「創造する日本学」の研究成果から知の循環を生み出す。
東北大学は2015年7月から、「持続可能でココロ豊かな社会」の創造に向け、社会の深刻な課題の解決に取り組む研究拠点として、「社会にインパクトある研究」の取り組みを進めています。この取り組みでは、東北大学が解決に貢献すべき7つのグループテーマを掲げています。その一つ「世界から敬愛される国づくり」の中に、私がリーダーを務めるプロジェクト「創造する日本学」があります。
「創造する日本学」では、対立や紛争の激化、他者を排除する思想の広がり、自然環境の破壊など、地球規模で起こっている問題の多くが、基本的には価値観の衝突から生じていると捉えています。こうした問題の解決には、新たな価値の創造が必要となります。新たな価値を日本の文化的な土壌から創造し、発信していくこと、それが「創造する日本学」の目標です。
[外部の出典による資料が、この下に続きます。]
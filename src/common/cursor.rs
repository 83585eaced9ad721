// Backtracking Cursors
//
// Iterators that can rewind to a previously marked position. Nested-loop
// joins replay a buffered block or page, the sort-merge join replays the run
// of right records sharing a join key.

use crate::query::executor::result::{QueryError, QueryResult};

/// A cursor that supports a bounded rewind to a marked position.
///
/// `mark` records the position of the element the next call to `advance`
/// would return. `reset` rewinds to that position, so every element observed
/// since the mark is produced again, in the same order. Marks are not
/// consumed by `reset`; a cursor can be rewound to the same mark any number
/// of times.
pub trait BacktrackingIterator {
    type Item;

    /// True if `advance` would return an element
    fn has_next(&self) -> bool;

    /// The element `advance` would return, without consuming it
    fn peek(&self) -> Option<&Self::Item>;

    /// Consume and return the next element; `None` once exhausted
    fn advance(&mut self) -> QueryResult<Option<Self::Item>>;

    /// Remember the current position as the replay start
    fn mark(&mut self);

    /// Rewind to the last mark
    fn reset(&mut self) -> QueryResult<()>;
}

/// Cursor over a fully buffered window of elements.
///
/// The window is whatever the caller loaded (a block of records, the page
/// list of a relation), so replay never reaches outside of it.
#[derive(Debug, Clone)]
pub struct ArrayCursor<T> {
    items: Vec<T>,
    position: usize,
    mark: Option<usize>,
}

impl<T> ArrayCursor<T> {
    pub fn new(items: Vec<T>) -> Self {
        Self {
            items,
            position: 0,
            mark: None,
        }
    }

    /// Create an empty cursor
    pub fn empty() -> Self {
        Self::new(Vec::new())
    }

    /// Number of elements in the buffered window
    pub fn len(&self) -> usize {
        self.items.len()
    }

    pub fn is_empty(&self) -> bool {
        self.items.is_empty()
    }

    /// Number of elements not consumed yet
    pub fn remaining(&self) -> usize {
        self.items.len() - self.position
    }
}

impl<T: Clone> Iterator for ArrayCursor<T> {
    type Item = T;

    fn next(&mut self) -> Option<T> {
        let item = self.items.get(self.position)?.clone();
        self.position += 1;
        Some(item)
    }

    fn size_hint(&self) -> (usize, Option<usize>) {
        (self.remaining(), Some(self.remaining()))
    }
}

impl<T: Clone> BacktrackingIterator for ArrayCursor<T> {
    type Item = T;

    fn has_next(&self) -> bool {
        self.position < self.items.len()
    }

    fn peek(&self) -> Option<&T> {
        self.items.get(self.position)
    }

    fn advance(&mut self) -> QueryResult<Option<T>> {
        Ok(self.next())
    }

    fn mark(&mut self) {
        self.mark = Some(self.position);
    }

    fn reset(&mut self) -> QueryResult<()> {
        let mark = self.mark.ok_or(QueryError::NoMark)?;
        self.position = mark;
        Ok(())
    }
}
「創造する日本学」というプロジェクト名には、“世界が共感する「日本文化」の創造的価値の探究”という副題がついています。ここで最も重要なのが「世界が共感する」という部分です。日本から発信する新たな価値を、「それはいいことだ」と世界の人々に共感していただき、それによって世界の人々の心を豊かにする、そんな壮大な発想がこのプロジェクトの根底にはあります。
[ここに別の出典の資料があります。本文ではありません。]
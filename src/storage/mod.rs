pub mod page;
pub mod table;
pub mod store;

// Public exports
pub use page::PageManager;
pub use table::{HeapTable, TableRecordCursor};
pub use store::{HeapStorage, PageCursor, RelationStore, StorageConfig};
大学にとって「研究」と「教育」はいわば車の両輪です。「創造する日本学」の中で先端的な研究を進め、その成果を教育の場に還元していく、その受け皿となるのが新たに発足する「日本学国際共同大学院」と言うことができるでしょう。従来からある日本学ではなく、「創造する日本学」による新たな創造的価値を「日本学国際共同大学院」に持ち込む。そうすることで両者の間に知の循環を生み出していく、それもまた私たちの目標です。